### Exercise brief:
Return only those lines of the listing in which "when" appears.

=== Begin Enclosure ===

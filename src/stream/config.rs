//! Session construction parameters.

use std::time::Duration;

use serde::Deserialize;
use thiserror::Error;

use crate::retry::ReconnectPolicy;

/// Default reconnect delay in milliseconds.
pub const DEFAULT_RECONNECT_DELAY_MS: u64 = 1500;
/// Default heartbeat interval in milliseconds.
pub const DEFAULT_HEARTBEAT_INTERVAL_MS: u64 = 30_000;

/// Streaming session configuration.
///
/// Deserializable so it can be embedded in a larger config file; every field
/// except `endpoint` has a default.
#[derive(Clone, Debug, Deserialize, PartialEq, Eq)]
pub struct StreamConfig {
    /// Websocket endpoint (`ws://` or `wss://`).
    pub endpoint: String,
    #[serde(default = "default_auto_reconnect")]
    pub auto_reconnect: bool,
    #[serde(default = "default_reconnect_delay_ms")]
    pub reconnect_delay_ms: u64,
    /// Cap for reconnect delay growth. Unset keeps the delay fixed.
    #[serde(default)]
    pub max_reconnect_delay_ms: Option<u64>,
    #[serde(default)]
    pub reconnect_jitter_ms: u64,
    #[serde(default = "default_heartbeat_interval_ms")]
    pub heartbeat_interval_ms: u64,
}

impl StreamConfig {
    /// Creates a config for `endpoint` with default timings.
    pub fn new(endpoint: impl Into<String>) -> Self {
        let endpoint = endpoint.into();
        Self {
            endpoint: endpoint.trim().to_string(),
            auto_reconnect: default_auto_reconnect(),
            reconnect_delay_ms: DEFAULT_RECONNECT_DELAY_MS,
            max_reconnect_delay_ms: None,
            reconnect_jitter_ms: 0,
            heartbeat_interval_ms: DEFAULT_HEARTBEAT_INTERVAL_MS,
        }
    }

    pub fn with_auto_reconnect(mut self, enabled: bool) -> Self {
        self.auto_reconnect = enabled;
        self
    }

    pub fn with_reconnect_delay(mut self, delay: Duration) -> Self {
        self.reconnect_delay_ms = duration_ms(delay);
        self
    }

    /// Lets the reconnect delay double per consecutive failure up to `cap`.
    pub fn with_max_reconnect_delay(mut self, cap: Duration) -> Self {
        self.max_reconnect_delay_ms = Some(duration_ms(cap));
        self
    }

    pub fn with_reconnect_jitter(mut self, jitter: Duration) -> Self {
        self.reconnect_jitter_ms = duration_ms(jitter);
        self
    }

    pub fn with_heartbeat_interval(mut self, interval: Duration) -> Self {
        self.heartbeat_interval_ms = duration_ms(interval);
        self
    }

    pub fn heartbeat_interval(&self) -> Duration {
        Duration::from_millis(self.heartbeat_interval_ms)
    }

    pub fn reconnect_policy(&self) -> ReconnectPolicy {
        let delay = Duration::from_millis(self.reconnect_delay_ms);
        ReconnectPolicy {
            enabled: self.auto_reconnect,
            delay,
            max_delay: self
                .max_reconnect_delay_ms
                .map(Duration::from_millis)
                .unwrap_or(delay),
            jitter: Duration::from_millis(self.reconnect_jitter_ms),
        }
    }

    /// Checks the endpoint scheme and timer settings.
    pub fn validate(&self) -> Result<(), ConfigError> {
        if self.endpoint.is_empty() {
            return Err(ConfigError::EmptyEndpoint);
        }
        let scheme = self
            .endpoint
            .split_once("://")
            .map(|(scheme, _)| scheme.to_ascii_lowercase())
            .unwrap_or_default();
        if scheme != "ws" && scheme != "wss" {
            return Err(ConfigError::UnsupportedScheme(self.endpoint.clone()));
        }
        if self.heartbeat_interval_ms == 0 {
            return Err(ConfigError::ZeroHeartbeatInterval);
        }
        Ok(())
    }
}

/// Invalid session configuration.
#[derive(Debug, Error, PartialEq, Eq)]
pub enum ConfigError {
    #[error("stream endpoint is empty")]
    EmptyEndpoint,

    #[error("stream endpoint must use ws:// or wss://, got {0}")]
    UnsupportedScheme(String),

    #[error("heartbeat interval must be > 0")]
    ZeroHeartbeatInterval,
}

fn default_auto_reconnect() -> bool {
    true
}

fn default_reconnect_delay_ms() -> u64 {
    DEFAULT_RECONNECT_DELAY_MS
}

fn default_heartbeat_interval_ms() -> u64 {
    DEFAULT_HEARTBEAT_INTERVAL_MS
}

fn duration_ms(duration: Duration) -> u64 {
    duration.as_millis().min(u64::MAX as u128) as u64
}
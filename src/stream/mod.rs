//! Realtime stream modules.
//!
//! - `codec`: gzip/plain-text frame decoding.
//! - `transport`: websocket connection primitive and the `Transport` seam.
//! - `session`: reconnecting session with heartbeat and subscription replay.
//! - `client`: cloneable handle onto a spawned session.

/// Cloneable session handle.
pub mod client;
/// Inbound frame decoding.
pub mod codec;
/// Session configuration.
pub mod config;
/// Observer callback registry.
pub mod observers;
/// Wire envelopes and inbound message classification.
pub mod proto;
/// Session state machine.
pub mod session;
/// Websocket transport.
pub mod transport;

pub use client::StreamClient;
pub use config::{ConfigError, StreamConfig};
pub use session::{SessionState, StreamSession};
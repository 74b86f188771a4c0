//! Observer registry for session events.
//!
//! Every callback runs inside its own panic boundary: a panicking observer is
//! logged and skipped, and the remaining observers in the list still run.

use std::any::Any;
use std::fmt;
use std::panic::{self, AssertUnwindSafe};

use serde_json::Value;
use tracing::error;

use crate::stream::transport::TransportError;

pub type MessageHandler = Box<dyn FnMut(&Value) + Send>;
pub type ErrorHandler = Box<dyn FnMut(&TransportError) + Send>;
pub type StateHandler = Box<dyn FnMut() + Send>;

/// A single callback tagged with the event list it belongs to.
pub enum Observer {
    Message(MessageHandler),
    Error(ErrorHandler),
    Open(StateHandler),
    Close(StateHandler),
}

impl fmt::Debug for Observer {
    fn fmt(&self, f: &mut fmt::Formatter<'_>) -> fmt::Result {
        let kind = match self {
            Self::Message(_) => "Message",
            Self::Error(_) => "Error",
            Self::Open(_) => "Open",
            Self::Close(_) => "Close",
        };
        write!(f, "Observer::{kind}")
    }
}

/// Four append-only, ordered callback lists.
#[derive(Default)]
pub struct Observers {
    message: Vec<MessageHandler>,
    error: Vec<ErrorHandler>,
    open: Vec<StateHandler>,
    close: Vec<StateHandler>,
}

impl Observers {
    pub fn register(&mut self, observer: Observer) {
        match observer {
            Observer::Message(handler) => self.message.push(handler),
            Observer::Error(handler) => self.error.push(handler),
            Observer::Open(handler) => self.open.push(handler),
            Observer::Close(handler) => self.close.push(handler),
        }
    }

    pub fn dispatch_message(&mut self, message: &Value) {
        for (index, handler) in self.message.iter_mut().enumerate() {
            isolate("message", index, || handler(message));
        }
    }

    pub fn dispatch_error(&mut self, err: &TransportError) {
        for (index, handler) in self.error.iter_mut().enumerate() {
            isolate("error", index, || handler(err));
        }
    }

    pub fn dispatch_open(&mut self) {
        for (index, handler) in self.open.iter_mut().enumerate() {
            isolate("open", index, || handler());
        }
    }

    pub fn dispatch_close(&mut self) {
        for (index, handler) in self.close.iter_mut().enumerate() {
            isolate("close", index, || handler());
        }
    }
}

impl fmt::Debug for Observers {
    fn fmt(&self, f: &mut fmt::Formatter<'_>) -> fmt::Result {
        f.debug_struct("Observers")
            .field("message", &self.message.len())
            .field("error", &self.error.len())
            .field("open", &self.open.len())
            .field("close", &self.close.len())
            .finish()
    }
}

fn isolate(kind: &'static str, index: usize, callback: impl FnOnce()) {
    if let Err(payload) = panic::catch_unwind(AssertUnwindSafe(callback)) {
        error!(
            event = "stream_observer_panicked",
            kind,
            index,
            reason = panic_reason(payload.as_ref())
        );
    }
}

fn panic_reason(payload: &(dyn Any + Send)) -> &str {
    if let Some(reason) = payload.downcast_ref::<&str>() {
        reason
    } else if let Some(reason) = payload.downcast_ref::<String>() {
        reason.as_str()
    } else {
        "non-string panic payload"
    }
}
//! Resilient market-data stream client.
//!
//! The crate keeps one subscription-oriented websocket session alive against
//! an exchange feed:
//! - `stream`: transport, frame codec, and the reconnecting session.
//! - `retry`: reconnect delay policy.

/// Reconnect delay policy.
pub mod retry;
/// Realtime stream client, protocol types, and session state.
pub mod stream;
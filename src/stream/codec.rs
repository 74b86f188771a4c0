//! Inbound frame decoding.
//!
//! Frames arrive either gzip-compressed or as plain UTF-8 text; both decode
//! to the same JSON payload shape.

use std::io::{Read, Write};

use flate2::read::GzDecoder;
use flate2::write::GzEncoder;
use flate2::Compression;
use serde_json::Value;
use thiserror::Error;

use crate::stream::proto::InboundMessage;

const GZIP_MAGIC: [u8; 2] = [0x1f, 0x8b];

/// Errors produced while decoding a single inbound frame.
#[derive(Debug, Error)]
pub enum DecodeError {
    /// Frame carried the gzip header but did not inflate.
    #[error("gzip decompression failed: {0}")]
    Gzip(#[source] std::io::Error),

    #[error("frame is not valid utf-8: {0}")]
    Utf8(#[from] std::string::FromUtf8Error),

    #[error("frame is not valid json: {0}")]
    Json(#[from] serde_json::Error),
}

/// Returns `true` when the frame starts with the gzip magic bytes.
pub fn is_gzip(frame: &[u8]) -> bool {
    frame.starts_with(&GZIP_MAGIC)
}

/// Normalizes a frame to text, inflating it first when gzip-compressed.
pub fn frame_to_text(frame: &[u8]) -> Result<String, DecodeError> {
    if !is_gzip(frame) {
        return Ok(String::from_utf8(frame.to_vec())?);
    }

    let mut inflated = Vec::new();
    GzDecoder::new(frame)
        .read_to_end(&mut inflated)
        .map_err(DecodeError::Gzip)?;
    Ok(String::from_utf8(inflated)?)
}

/// Decodes a frame into a classified inbound message.
pub fn decode_frame(frame: &[u8]) -> Result<InboundMessage, DecodeError> {
    let text = frame_to_text(frame)?;
    let value: Value = serde_json::from_str(&text)?;
    Ok(InboundMessage::from_value(value))
}

/// Gzip-compresses a text payload.
pub fn gzip_text(text: &str) -> std::io::Result<Vec<u8>> {
    let mut encoder = GzEncoder::new(Vec::new(), Compression::default());
    encoder.write_all(text.as_bytes())?;
    encoder.finish()
}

=== End Enclosure ===

### Written solution:
/// Returns `true` when the frame starts with the gzip magic bytes.
/// Normalizes a frame to text, inflating it first when gzip-compressed.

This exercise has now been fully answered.